→ Problem to solve: Go through the records below and count every line containing "format". Reply with the count alone.

(Excerpted records)

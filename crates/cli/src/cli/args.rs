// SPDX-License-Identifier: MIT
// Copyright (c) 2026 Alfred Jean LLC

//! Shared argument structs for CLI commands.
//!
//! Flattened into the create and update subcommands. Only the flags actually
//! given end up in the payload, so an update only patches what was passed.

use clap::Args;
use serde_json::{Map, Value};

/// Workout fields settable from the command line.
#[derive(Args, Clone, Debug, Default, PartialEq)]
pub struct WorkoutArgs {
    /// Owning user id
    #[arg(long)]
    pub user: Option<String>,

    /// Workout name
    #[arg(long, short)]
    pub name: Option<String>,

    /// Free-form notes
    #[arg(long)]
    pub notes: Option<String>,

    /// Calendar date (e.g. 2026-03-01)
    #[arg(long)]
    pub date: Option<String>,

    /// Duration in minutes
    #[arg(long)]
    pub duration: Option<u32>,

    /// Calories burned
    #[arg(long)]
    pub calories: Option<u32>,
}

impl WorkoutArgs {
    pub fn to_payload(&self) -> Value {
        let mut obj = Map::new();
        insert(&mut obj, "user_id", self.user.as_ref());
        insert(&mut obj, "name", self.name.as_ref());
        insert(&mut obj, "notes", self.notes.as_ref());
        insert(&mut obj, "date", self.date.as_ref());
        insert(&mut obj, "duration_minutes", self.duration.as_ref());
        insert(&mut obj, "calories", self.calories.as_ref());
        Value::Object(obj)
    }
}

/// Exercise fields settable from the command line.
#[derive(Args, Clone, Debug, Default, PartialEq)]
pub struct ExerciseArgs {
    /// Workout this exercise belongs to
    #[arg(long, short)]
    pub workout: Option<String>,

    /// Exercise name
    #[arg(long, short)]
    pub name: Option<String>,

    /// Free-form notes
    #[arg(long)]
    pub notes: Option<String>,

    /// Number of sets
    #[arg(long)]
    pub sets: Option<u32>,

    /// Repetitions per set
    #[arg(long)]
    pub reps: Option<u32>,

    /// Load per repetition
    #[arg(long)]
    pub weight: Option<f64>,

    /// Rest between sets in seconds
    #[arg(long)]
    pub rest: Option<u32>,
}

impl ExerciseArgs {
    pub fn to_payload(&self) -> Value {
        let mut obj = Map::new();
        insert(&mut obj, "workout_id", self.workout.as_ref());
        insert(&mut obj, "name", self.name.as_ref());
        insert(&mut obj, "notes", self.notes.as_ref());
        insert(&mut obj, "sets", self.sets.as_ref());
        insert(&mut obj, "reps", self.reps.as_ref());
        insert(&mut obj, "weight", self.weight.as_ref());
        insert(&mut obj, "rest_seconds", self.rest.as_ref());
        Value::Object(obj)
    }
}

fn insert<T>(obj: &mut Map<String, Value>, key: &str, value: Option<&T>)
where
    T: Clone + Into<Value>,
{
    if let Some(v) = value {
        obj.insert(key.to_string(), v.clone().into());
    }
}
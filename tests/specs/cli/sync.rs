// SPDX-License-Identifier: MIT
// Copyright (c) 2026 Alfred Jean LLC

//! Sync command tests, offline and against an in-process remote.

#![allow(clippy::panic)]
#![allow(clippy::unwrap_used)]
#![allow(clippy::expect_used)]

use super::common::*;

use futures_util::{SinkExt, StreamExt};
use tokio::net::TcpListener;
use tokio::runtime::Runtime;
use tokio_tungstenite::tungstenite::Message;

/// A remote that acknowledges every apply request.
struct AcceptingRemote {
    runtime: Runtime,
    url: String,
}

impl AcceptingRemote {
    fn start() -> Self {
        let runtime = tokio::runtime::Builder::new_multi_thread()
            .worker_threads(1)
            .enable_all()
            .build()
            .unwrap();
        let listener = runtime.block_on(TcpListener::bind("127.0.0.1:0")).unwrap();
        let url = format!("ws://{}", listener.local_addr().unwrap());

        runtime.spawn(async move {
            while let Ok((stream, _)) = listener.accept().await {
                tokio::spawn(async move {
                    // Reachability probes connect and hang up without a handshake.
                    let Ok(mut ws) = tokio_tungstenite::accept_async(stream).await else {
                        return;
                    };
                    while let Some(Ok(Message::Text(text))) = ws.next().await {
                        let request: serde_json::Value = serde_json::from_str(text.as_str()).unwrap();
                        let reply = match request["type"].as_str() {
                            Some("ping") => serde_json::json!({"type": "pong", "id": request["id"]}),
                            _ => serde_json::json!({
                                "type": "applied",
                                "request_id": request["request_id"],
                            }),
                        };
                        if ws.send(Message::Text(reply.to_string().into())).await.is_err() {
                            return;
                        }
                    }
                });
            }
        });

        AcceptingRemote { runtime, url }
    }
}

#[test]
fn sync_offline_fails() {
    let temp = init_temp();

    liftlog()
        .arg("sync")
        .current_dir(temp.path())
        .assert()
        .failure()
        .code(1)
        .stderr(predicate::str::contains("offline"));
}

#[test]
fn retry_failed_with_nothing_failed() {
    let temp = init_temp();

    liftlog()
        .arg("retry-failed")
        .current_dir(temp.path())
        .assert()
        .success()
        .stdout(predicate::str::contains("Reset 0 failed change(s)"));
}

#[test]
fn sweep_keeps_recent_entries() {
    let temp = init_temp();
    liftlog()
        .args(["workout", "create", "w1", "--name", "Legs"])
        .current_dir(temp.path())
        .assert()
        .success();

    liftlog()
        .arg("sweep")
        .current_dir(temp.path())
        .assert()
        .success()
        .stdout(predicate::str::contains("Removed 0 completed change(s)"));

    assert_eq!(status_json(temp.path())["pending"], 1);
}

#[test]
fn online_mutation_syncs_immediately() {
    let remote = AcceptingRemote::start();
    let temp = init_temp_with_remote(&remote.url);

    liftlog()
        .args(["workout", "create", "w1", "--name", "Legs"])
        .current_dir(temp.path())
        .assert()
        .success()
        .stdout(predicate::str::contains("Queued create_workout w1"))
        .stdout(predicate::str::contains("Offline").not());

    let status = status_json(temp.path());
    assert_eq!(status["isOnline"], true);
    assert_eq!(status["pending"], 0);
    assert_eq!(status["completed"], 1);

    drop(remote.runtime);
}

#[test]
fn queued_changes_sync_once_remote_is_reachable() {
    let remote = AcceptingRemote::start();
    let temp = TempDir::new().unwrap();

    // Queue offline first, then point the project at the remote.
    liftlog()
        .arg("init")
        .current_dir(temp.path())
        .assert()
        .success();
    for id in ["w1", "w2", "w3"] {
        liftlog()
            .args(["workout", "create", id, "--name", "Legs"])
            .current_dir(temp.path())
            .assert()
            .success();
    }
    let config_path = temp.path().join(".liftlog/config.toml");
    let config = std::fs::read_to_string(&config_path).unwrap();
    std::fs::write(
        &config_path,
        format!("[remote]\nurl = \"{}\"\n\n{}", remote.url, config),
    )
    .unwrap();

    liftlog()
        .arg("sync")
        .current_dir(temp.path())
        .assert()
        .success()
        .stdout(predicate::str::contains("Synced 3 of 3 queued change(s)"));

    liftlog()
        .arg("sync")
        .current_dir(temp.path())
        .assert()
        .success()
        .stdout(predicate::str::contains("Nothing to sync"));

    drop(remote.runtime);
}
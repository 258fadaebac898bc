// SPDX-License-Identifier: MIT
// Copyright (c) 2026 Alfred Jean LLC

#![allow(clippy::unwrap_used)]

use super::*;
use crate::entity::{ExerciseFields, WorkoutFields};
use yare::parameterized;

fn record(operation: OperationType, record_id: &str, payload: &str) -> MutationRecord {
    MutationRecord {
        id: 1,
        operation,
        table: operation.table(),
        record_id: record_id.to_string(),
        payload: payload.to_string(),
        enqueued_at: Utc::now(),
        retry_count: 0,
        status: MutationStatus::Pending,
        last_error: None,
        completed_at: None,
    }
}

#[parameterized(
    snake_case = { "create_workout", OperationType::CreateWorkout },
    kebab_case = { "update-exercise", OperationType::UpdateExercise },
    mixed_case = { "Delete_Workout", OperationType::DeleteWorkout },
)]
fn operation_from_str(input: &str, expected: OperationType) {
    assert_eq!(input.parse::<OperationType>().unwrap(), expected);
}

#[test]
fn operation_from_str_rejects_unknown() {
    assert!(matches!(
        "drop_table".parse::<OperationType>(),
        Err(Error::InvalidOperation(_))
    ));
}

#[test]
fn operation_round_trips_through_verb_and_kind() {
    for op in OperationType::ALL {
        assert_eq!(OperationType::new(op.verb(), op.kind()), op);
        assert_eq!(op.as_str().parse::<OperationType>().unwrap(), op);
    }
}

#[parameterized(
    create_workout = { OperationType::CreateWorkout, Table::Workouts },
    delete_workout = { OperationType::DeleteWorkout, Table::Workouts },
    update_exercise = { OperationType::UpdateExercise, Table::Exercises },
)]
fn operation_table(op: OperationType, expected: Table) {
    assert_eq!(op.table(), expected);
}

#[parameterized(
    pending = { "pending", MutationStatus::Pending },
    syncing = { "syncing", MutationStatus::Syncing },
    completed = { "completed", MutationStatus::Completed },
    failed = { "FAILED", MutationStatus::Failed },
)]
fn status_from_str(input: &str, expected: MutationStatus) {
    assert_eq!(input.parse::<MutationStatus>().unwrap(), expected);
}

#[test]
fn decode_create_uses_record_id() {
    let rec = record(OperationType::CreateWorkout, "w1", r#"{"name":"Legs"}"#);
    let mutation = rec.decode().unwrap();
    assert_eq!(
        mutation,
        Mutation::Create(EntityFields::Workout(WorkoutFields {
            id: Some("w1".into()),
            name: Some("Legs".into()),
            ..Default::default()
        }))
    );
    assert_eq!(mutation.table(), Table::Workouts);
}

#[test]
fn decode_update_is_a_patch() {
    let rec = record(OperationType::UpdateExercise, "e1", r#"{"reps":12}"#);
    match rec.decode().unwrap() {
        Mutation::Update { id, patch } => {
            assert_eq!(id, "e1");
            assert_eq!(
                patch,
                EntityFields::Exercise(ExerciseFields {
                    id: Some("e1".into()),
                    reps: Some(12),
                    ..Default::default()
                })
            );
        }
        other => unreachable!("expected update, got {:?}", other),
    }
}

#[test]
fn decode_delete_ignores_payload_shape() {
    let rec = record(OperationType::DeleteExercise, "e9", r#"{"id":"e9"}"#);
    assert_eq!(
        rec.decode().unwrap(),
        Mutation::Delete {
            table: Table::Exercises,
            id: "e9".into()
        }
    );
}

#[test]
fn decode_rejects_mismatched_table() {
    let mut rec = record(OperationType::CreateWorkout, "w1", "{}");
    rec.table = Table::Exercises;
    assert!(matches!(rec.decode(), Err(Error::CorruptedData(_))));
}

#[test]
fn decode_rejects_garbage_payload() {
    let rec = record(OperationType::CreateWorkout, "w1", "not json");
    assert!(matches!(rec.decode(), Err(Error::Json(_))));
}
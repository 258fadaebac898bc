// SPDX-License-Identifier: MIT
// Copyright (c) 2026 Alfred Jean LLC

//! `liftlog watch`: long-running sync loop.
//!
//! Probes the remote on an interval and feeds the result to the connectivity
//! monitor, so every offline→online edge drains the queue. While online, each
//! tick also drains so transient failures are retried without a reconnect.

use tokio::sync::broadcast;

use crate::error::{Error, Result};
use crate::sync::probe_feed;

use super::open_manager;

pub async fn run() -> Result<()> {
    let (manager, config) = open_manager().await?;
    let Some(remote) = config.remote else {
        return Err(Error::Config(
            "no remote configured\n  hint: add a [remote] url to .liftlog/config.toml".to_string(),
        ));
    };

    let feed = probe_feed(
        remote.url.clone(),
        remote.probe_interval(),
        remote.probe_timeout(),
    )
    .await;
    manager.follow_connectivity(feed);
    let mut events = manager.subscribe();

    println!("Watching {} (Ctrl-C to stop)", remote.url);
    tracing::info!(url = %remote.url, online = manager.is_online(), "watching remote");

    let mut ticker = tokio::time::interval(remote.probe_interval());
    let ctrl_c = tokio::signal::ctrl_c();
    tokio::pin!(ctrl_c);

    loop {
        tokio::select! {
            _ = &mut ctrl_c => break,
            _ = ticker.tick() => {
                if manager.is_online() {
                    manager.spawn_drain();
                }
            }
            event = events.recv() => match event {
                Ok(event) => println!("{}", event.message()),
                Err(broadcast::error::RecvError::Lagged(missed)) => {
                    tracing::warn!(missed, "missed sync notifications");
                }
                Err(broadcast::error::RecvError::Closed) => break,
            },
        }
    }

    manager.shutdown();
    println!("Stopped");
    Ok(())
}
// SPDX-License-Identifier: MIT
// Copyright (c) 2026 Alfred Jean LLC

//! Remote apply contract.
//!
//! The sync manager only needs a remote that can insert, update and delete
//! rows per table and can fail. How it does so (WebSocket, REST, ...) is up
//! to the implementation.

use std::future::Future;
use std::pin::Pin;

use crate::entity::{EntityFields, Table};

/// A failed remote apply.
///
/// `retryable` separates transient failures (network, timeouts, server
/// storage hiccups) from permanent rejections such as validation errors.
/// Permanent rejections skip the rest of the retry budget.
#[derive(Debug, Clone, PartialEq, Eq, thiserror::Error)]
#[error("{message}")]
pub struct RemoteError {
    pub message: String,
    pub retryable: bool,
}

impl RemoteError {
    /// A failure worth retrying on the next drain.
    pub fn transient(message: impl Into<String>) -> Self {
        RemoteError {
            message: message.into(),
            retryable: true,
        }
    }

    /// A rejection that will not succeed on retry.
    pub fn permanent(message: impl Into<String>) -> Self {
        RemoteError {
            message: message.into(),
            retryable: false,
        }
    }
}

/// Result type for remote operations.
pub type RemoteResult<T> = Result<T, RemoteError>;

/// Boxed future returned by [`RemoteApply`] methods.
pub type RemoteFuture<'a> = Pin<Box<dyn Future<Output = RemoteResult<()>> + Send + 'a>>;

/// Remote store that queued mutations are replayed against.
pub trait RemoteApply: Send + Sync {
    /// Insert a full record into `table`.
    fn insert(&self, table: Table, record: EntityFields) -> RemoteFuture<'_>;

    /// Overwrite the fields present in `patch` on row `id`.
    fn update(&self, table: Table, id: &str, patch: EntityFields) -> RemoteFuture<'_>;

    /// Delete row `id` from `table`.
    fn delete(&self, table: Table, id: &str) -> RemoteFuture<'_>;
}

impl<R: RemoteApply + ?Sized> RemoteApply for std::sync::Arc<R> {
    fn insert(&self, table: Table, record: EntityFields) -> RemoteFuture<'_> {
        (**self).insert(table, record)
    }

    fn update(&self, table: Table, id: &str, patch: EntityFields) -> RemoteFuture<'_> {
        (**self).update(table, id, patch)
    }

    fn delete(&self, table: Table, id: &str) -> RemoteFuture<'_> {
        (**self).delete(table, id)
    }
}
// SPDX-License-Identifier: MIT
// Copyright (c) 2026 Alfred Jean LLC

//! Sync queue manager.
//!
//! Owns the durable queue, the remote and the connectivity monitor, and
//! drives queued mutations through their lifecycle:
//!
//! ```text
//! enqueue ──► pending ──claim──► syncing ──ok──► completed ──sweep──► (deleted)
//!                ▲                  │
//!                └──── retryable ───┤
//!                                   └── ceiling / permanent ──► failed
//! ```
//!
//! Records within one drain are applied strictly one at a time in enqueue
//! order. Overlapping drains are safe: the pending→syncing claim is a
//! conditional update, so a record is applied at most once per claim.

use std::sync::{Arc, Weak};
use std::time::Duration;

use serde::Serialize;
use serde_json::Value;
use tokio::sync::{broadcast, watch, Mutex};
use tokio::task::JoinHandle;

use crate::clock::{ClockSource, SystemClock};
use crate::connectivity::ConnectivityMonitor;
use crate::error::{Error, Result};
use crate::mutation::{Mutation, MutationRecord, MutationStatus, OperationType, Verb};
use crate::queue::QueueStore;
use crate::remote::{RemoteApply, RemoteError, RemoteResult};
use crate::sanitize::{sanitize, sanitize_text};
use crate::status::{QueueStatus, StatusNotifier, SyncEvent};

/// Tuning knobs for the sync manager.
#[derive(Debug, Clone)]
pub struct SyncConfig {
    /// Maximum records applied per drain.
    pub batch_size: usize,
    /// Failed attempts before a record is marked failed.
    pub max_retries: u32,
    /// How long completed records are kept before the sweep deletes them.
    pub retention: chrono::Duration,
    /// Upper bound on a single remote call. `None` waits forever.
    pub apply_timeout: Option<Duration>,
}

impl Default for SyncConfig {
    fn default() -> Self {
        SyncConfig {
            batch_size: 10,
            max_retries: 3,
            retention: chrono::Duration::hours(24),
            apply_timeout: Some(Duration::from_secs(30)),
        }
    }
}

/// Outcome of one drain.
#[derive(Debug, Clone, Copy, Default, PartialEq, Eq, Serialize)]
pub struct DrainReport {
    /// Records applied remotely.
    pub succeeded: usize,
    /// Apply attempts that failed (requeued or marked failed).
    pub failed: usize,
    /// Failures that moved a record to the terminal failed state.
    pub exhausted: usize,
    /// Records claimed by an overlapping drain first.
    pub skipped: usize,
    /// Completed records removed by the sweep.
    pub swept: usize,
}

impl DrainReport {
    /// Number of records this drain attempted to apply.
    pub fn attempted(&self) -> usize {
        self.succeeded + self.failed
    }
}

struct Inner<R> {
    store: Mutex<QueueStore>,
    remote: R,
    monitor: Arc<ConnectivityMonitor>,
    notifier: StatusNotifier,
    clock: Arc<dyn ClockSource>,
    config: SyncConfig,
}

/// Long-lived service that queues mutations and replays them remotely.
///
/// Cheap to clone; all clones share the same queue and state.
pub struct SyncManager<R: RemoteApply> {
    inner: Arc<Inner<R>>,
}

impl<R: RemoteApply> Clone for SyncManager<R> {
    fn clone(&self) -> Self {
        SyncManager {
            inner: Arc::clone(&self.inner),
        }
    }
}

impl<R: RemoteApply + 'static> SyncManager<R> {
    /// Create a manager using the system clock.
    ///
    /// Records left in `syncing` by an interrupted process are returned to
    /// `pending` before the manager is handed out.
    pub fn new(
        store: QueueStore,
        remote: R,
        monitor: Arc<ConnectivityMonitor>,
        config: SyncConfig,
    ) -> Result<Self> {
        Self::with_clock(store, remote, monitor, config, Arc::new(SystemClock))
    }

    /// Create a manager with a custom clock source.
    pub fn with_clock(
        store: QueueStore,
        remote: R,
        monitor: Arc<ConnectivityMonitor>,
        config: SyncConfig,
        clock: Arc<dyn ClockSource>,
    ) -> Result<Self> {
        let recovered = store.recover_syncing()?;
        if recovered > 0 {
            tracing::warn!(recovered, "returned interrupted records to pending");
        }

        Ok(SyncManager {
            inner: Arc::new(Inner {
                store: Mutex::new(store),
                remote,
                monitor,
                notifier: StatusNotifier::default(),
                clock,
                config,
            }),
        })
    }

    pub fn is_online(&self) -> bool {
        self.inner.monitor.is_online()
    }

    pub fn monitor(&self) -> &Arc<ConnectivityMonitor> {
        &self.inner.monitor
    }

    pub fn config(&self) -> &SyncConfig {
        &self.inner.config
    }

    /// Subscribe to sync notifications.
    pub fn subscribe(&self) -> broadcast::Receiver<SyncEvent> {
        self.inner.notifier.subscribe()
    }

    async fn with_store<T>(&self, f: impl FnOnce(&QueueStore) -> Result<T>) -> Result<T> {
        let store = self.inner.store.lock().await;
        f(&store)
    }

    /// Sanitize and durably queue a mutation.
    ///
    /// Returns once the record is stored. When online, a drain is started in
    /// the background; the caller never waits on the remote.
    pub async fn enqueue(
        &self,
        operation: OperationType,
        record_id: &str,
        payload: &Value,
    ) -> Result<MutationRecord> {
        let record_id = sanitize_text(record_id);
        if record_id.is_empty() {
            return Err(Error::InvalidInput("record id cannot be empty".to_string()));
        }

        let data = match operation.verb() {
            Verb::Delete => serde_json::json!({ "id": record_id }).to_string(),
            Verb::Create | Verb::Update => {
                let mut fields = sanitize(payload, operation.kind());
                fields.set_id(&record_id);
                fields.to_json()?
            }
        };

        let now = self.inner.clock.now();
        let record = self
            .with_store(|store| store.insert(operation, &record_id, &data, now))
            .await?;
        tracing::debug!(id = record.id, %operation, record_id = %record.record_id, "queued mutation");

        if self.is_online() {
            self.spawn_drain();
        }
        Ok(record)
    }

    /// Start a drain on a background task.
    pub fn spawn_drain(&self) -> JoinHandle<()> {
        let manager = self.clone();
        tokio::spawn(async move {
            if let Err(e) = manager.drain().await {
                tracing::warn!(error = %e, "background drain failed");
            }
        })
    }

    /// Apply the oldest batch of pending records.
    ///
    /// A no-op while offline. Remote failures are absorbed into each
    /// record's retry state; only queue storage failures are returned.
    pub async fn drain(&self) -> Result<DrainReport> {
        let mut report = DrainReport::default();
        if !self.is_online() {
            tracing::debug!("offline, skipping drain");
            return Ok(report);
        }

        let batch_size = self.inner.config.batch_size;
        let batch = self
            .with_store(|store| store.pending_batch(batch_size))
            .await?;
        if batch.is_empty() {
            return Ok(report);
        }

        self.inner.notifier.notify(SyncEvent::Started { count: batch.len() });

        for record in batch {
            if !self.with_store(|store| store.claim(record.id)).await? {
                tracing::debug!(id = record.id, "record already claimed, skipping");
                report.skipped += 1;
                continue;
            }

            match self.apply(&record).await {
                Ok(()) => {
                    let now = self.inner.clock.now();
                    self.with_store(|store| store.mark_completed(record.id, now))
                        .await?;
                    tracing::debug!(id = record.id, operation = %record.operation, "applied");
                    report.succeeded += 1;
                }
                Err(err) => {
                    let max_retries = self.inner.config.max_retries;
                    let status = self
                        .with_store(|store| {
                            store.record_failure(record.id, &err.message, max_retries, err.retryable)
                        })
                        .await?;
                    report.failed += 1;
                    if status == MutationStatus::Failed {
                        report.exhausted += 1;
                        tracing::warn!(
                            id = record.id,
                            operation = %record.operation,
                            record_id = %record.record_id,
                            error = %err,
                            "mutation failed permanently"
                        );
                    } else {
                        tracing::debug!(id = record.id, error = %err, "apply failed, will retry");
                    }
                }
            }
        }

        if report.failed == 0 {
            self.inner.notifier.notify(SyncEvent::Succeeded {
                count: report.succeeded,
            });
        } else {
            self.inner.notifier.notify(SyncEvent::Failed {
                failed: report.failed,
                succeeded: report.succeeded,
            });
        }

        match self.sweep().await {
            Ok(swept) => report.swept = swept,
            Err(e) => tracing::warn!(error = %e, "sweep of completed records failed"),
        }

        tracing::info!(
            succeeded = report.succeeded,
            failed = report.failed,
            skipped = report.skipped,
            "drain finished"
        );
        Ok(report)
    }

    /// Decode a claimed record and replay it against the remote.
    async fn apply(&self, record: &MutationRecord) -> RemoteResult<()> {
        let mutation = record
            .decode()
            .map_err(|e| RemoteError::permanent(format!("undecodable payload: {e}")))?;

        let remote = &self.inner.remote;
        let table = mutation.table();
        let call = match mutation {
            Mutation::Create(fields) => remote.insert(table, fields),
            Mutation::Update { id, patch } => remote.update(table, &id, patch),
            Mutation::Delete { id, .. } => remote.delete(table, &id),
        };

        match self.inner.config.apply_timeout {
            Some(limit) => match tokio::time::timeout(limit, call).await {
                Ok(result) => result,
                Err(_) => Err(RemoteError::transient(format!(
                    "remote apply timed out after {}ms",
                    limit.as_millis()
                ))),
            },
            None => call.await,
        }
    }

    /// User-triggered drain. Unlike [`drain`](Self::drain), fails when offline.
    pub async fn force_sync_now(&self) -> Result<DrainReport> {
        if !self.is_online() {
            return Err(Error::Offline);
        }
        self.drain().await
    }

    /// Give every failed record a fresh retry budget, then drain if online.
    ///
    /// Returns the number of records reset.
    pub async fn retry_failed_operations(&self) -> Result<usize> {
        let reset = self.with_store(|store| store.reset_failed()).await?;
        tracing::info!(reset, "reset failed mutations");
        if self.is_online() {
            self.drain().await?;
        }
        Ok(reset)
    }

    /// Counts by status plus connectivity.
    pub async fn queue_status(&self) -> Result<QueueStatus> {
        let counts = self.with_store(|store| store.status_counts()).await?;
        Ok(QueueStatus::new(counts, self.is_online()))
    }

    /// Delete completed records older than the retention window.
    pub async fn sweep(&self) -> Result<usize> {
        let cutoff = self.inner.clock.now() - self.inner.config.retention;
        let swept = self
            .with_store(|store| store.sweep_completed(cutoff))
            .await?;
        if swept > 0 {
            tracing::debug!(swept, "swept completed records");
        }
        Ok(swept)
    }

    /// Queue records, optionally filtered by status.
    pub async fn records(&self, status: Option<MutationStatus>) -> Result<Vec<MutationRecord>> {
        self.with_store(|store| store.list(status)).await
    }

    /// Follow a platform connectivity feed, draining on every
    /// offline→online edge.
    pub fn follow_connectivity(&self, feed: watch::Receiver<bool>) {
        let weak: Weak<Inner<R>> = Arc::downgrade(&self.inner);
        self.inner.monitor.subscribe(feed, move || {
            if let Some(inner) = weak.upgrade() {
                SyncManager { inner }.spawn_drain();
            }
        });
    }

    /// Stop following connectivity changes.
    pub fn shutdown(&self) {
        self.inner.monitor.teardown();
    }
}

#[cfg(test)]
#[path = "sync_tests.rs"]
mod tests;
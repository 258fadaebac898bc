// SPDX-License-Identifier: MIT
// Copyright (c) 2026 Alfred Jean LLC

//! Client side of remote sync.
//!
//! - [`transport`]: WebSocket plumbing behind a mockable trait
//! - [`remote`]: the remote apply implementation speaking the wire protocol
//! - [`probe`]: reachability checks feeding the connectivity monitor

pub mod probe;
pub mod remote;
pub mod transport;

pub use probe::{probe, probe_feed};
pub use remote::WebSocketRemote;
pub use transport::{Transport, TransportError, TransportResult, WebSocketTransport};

(End Excerpted records)

→ Result of the task: 4